• _Work order_:
Report every line of the data where the string "lines" appears.

• _Dataset_:
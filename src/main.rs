//! `daq_video`: run an acquisition from the command line.
//!
//! Frames are consumed by a counting task; control messages are read from
//! stdin as JSON lines, e.g. `{"name": "paused", "value": true}`.

use anyhow::{Context, Result};
use clap::{Parser, ValueEnum};
use daq_video::acquisition::{AcquisitionLoop, ControlSurface, FrameQueue, LoopIo};
use daq_video::config::{AcquisitionConfig, SourceKind};
use daq_video::messages::{ControlMessage, ControlUpdate};
use daq_video::source::CameraRegistry;
use std::io::BufRead;
use std::path::PathBuf;
use std::time::Duration;
use tracing::{info, warn};
use tracing_subscriber::EnvFilter;

#[global_allocator]
static GLOBAL: mimalloc::MiMalloc = mimalloc::MiMalloc;

#[derive(Clone, Copy, Debug, ValueEnum)]
enum SourceArg {
    Camera,
    File,
}

#[derive(Debug, Parser)]
#[command(name = "daq_video", version, about = "Paced camera/file frame acquisition")]
struct Cli {
    /// TOML configuration file
    #[arg(long)]
    config: Option<PathBuf>,

    /// Frame source kind
    #[arg(long, value_enum)]
    source: Option<SourceArg>,

    /// Camera driver name
    #[arg(long)]
    driver: Option<String>,

    /// Video file to play (implies --source file)
    #[arg(long)]
    file: Option<PathBuf>,

    /// Live pacing target in Hz
    #[arg(long)]
    framerate: Option<f64>,

    /// Stop after this many seconds
    #[arg(long)]
    duration_secs: Option<f64>,

    /// Stop at the end of the file instead of looping
    #[arg(long)]
    no_loop: bool,
}

impl Cli {
    fn apply(&self, config: &mut AcquisitionConfig) {
        if let Some(kind) = self.source {
            config.source.kind = match kind {
                SourceArg::Camera => SourceKind::Camera,
                SourceArg::File => SourceKind::File,
            };
        }
        if let Some(driver) = &self.driver {
            config.source.driver = driver.clone();
        }
        if let Some(file) = &self.file {
            config.source.path = Some(file.clone());
            if self.source.is_none() {
                config.source.kind = SourceKind::File;
            }
        }
        if let Some(rate) = self.framerate {
            config.acquisition.framerate = Some(rate);
        }
        if self.no_loop {
            config.source.loop_playback = false;
        }
    }
}

#[tokio::main]
async fn main() -> Result<()> {
    let cli = Cli::parse();

    let mut config = AcquisitionConfig::load_unvalidated(cli.config.as_deref())
        .context("Failed to load configuration")?;
    cli.apply(&mut config);
    config.validate().context("Invalid configuration")?;

    // Initialize tracing with RUST_LOG env var, falling back to the configured level
    let filter = EnvFilter::try_from_default_env()
        .unwrap_or_else(|_| EnvFilter::new(&config.logging.level));
    tracing_subscriber::fmt().with_env_filter(filter).init();

    let registry = CameraRegistry::with_defaults();
    let source = config
        .build_source(&registry)
        .context("Failed to create frame source")?;

    let (frames_tx, mut frames_rx) = FrameQueue::bounded(config.acquisition.queue_capacity);
    let (io, surface) = LoopIo::new(Box::new(frames_tx));
    let ControlSurface {
        control,
        kill,
        mut diagnostics,
        mut framerate,
    } = surface;
    let handle = AcquisitionLoop::spawn(source, config.loop_settings(), io)
        .context("Failed to start acquisition")?;

    let consumer = tokio::spawn(async move {
        let mut received = 0u64;
        while let Some(frame) = frames_rx.recv().await {
            received += 1;
            if received % 100 == 0 {
                info!("Received frame {}", frame.sequence_index);
            }
        }
        received
    });

    let diagnostics_task = tokio::spawn(async move {
        while let Some(message) = diagnostics.recv().await {
            info!("{}", message);
        }
    });

    // A plain thread: a pending stdin read must not hold up runtime shutdown.
    std::thread::spawn(move || {
        for line in std::io::stdin().lock().lines() {
            let Ok(line) = line else { break };
            let line = line.trim();
            if line.is_empty() {
                continue;
            }
            match serde_json::from_str::<ControlMessage>(line) {
                Ok(message) => {
                    if control.send(ControlUpdate::from(message)).is_err() {
                        break;
                    }
                }
                Err(err) => warn!("Ignoring control line '{}': {}", line, err),
            }
        }
    });

    tokio::spawn(async move {
        let mut ticker = tokio::time::interval(Duration::from_secs(1));
        loop {
            ticker.tick().await;
            if framerate.has_changed().is_err() {
                break;
            }
            info!("Framerate: {:.1} Hz", *framerate.borrow_and_update());
        }
    });

    let deadline = async {
        match cli.duration_secs {
            Some(secs) if secs > 0.0 => tokio::time::sleep(Duration::from_secs_f64(secs)).await,
            _ => std::future::pending().await,
        }
    };
    let mut join = tokio::task::spawn_blocking(move || handle.join());

    let summary = tokio::select! {
        result = &mut join => result,
        _ = tokio::signal::ctrl_c() => {
            info!("Interrupted; stopping acquisition");
            kill.set();
            join.await
        }
        _ = deadline => {
            kill.set();
            join.await
        }
    }
    .context("Acquisition join task failed")?
    .context("Acquisition worker failed")?;

    let received = consumer.await.context("Consumer task failed")?;
    diagnostics_task.abort();

    println!("{}", serde_json::to_string_pretty(&summary)?);
    println!("Frames received by consumer: {}", received);
    Ok(())
}

#[cfg(test)]
mod tests {
    use super::*;

    #[test]
    fn test_file_flag_completes_file_config() {
        let mut config = AcquisitionConfig::default();
        config.source.kind = SourceKind::File;
        assert!(config.validate().is_err());

        let cli = Cli::parse_from(["daq_video", "--file", "clip.rawstack", "--no-loop"]);
        cli.apply(&mut config);
        config.validate().unwrap();
        assert_eq!(config.source.path, Some(PathBuf::from("clip.rawstack")));
        assert!(!config.source.loop_playback);
    }

    #[test]
    fn test_source_flag_wins_over_file_implication() {
        let mut config = AcquisitionConfig::default();
        let cli = Cli::parse_from(["daq_video", "--source", "camera", "--file", "clip.rawstack"]);
        cli.apply(&mut config);
        assert_eq!(config.source.kind, SourceKind::Camera);
    }
}
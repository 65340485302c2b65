//! Camera frame source.
//!
//! [`CameraSource`] adds the lifecycle state machine on top of a
//! [`CameraDriver`], which is the only thing a new camera model has to
//! implement.

use super::{FrameSource, ReadOutcome, SourceState};
use crate::core::{ImageData, ParameterValue, Roi};
use crate::error::SourceError;
use serde::{Deserialize, Serialize};
use tracing::{debug, info, warn};

/// Options fixed when a camera is created.
#[derive(Clone, Copy, Debug, PartialEq, Eq, Serialize, Deserialize)]
pub struct CameraOptions {
    /// Integer binning factor applied by the driver (1 = none)
    pub downsampling: u32,
    /// Sensor region to read; `None` for the full sensor
    pub roi: Option<Roi>,
}

impl Default for CameraOptions {
    fn default() -> Self {
        Self {
            downsampling: 1,
            roi: None,
        }
    }
}

/// Hardware collaborator contract.
///
/// Implementations talk to one physical (or simulated) camera. They are
/// driven from the acquisition thread only.
pub trait CameraDriver: Send {
    /// Connect to the device and start acquisition.
    ///
    /// Returns a status line such as `"Camera opened: 640x480"`.
    fn open(&mut self) -> Result<String, SourceError>;

    /// Grab one image; `None` on a transient failure.
    fn read(&mut self) -> Option<ImageData>;

    /// Change a parameter. Unsupported names return
    /// [`SourceError::UnsupportedParameter`].
    fn set(&mut self, name: &str, value: &ParameterValue) -> Result<(), SourceError>;

    /// Stop acquisition and disconnect.
    fn release(&mut self);

    /// Configured framerate, if the driver knows it.
    fn nominal_framerate(&self) -> Option<f64> {
        None
    }

    /// Driver name for logs.
    fn name(&self) -> &str;
}

/// [`FrameSource`] backed by a camera driver.
pub struct CameraSource {
    driver: Box<dyn CameraDriver>,
    state: SourceState,
}

impl CameraSource {
    /// Wrap `driver`; nothing is opened yet.
    pub fn new(driver: Box<dyn CameraDriver>) -> Self {
        Self {
            driver,
            state: SourceState::Uninitialized,
        }
    }
}

impl FrameSource for CameraSource {
    fn open(&mut self) -> Result<String, SourceError> {
        if self.state != SourceState::Uninitialized {
            return Err(SourceError::AlreadyOpened(self.state.as_str()));
        }
        match self.driver.open() {
            Ok(status) => {
                info!("Camera '{}' opened: {}", self.driver.name(), status);
                self.state = SourceState::Open;
                Ok(status)
            }
            Err(err) => {
                self.state = SourceState::Failed;
                Err(err)
            }
        }
    }

    fn read(&mut self) -> Result<ReadOutcome, SourceError> {
        if !self.state.is_readable() {
            return Err(SourceError::NotOpen(self.state.as_str()));
        }
        self.state = SourceState::Reading;
        Ok(match self.driver.read() {
            Some(image) => ReadOutcome::Frame(image),
            None => ReadOutcome::Missed,
        })
    }

    fn set(&mut self, name: &str, value: &ParameterValue) -> Result<(), SourceError> {
        if !self.state.is_readable() {
            return Err(SourceError::NotOpen(self.state.as_str()));
        }
        debug!("Camera '{}': {} = {}", self.driver.name(), name, value);
        self.driver.set(name, value)
    }

    fn release(&mut self) {
        match self.state {
            SourceState::Closed => {}
            SourceState::Uninitialized => self.state = SourceState::Closed,
            _ => {
                self.driver.release();
                info!("Camera '{}' released", self.driver.name());
                self.state = SourceState::Closed;
            }
        }
    }

    fn nominal_framerate(&self) -> Option<f64> {
        self.driver.nominal_framerate()
    }

    fn state(&self) -> SourceState {
        self.state
    }

    fn describe(&self) -> String {
        format!("camera '{}'", self.driver.name())
    }
}

impl Drop for CameraSource {
    fn drop(&mut self) {
        if self.state != SourceState::Closed {
            warn!("Camera '{}' dropped without release", self.driver.name());
            self.release();
        }
    }
}

#[cfg(test)]
mod tests {
    use super::*;
    use crate::source::SimulatedCamera;

    #[test]
    fn test_state_machine() {
        let mut source = CameraSource::new(Box::new(SimulatedCamera::new(CameraOptions::default())));
        assert_eq!(source.state(), SourceState::Uninitialized);
        assert!(matches!(source.read(), Err(SourceError::NotOpen("uninitialized"))));

        source.open().unwrap();
        assert_eq!(source.state(), SourceState::Open);
        assert!(matches!(source.open(), Err(SourceError::AlreadyOpened("open"))));

        assert!(matches!(source.read().unwrap(), ReadOutcome::Frame(_)));
        assert_eq!(source.state(), SourceState::Reading);

        source.release();
        source.release();
        assert_eq!(source.state(), SourceState::Closed);
        assert!(source.read().is_err());
    }

    #[test]
    fn test_open_failure_is_fatal() {
        let mut source = CameraSource::new(Box::new(SimulatedCamera::unavailable()));
        assert!(matches!(source.open(), Err(SourceError::Hardware(_))));
        assert_eq!(source.state(), SourceState::Failed);
        assert!(source.read().is_err());
        source.release();
        assert_eq!(source.state(), SourceState::Closed);
    }

    #[test]
    fn test_transient_read_failure() {
        let camera = SimulatedCamera::new(CameraOptions::default()).fail_every(2);
        let mut source = CameraSource::new(Box::new(camera));
        source.open().unwrap();
        assert!(matches!(source.read().unwrap(), ReadOutcome::Frame(_)));
        assert!(matches!(source.read().unwrap(), ReadOutcome::Missed));
        assert!(matches!(source.read().unwrap(), ReadOutcome::Frame(_)));
    }
}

• _Response for this exercise_:
//! stdin as JSON lines, e.g. `{"name": "paused", "value": true}`.
        for line in std::io::stdin().lock().lines() {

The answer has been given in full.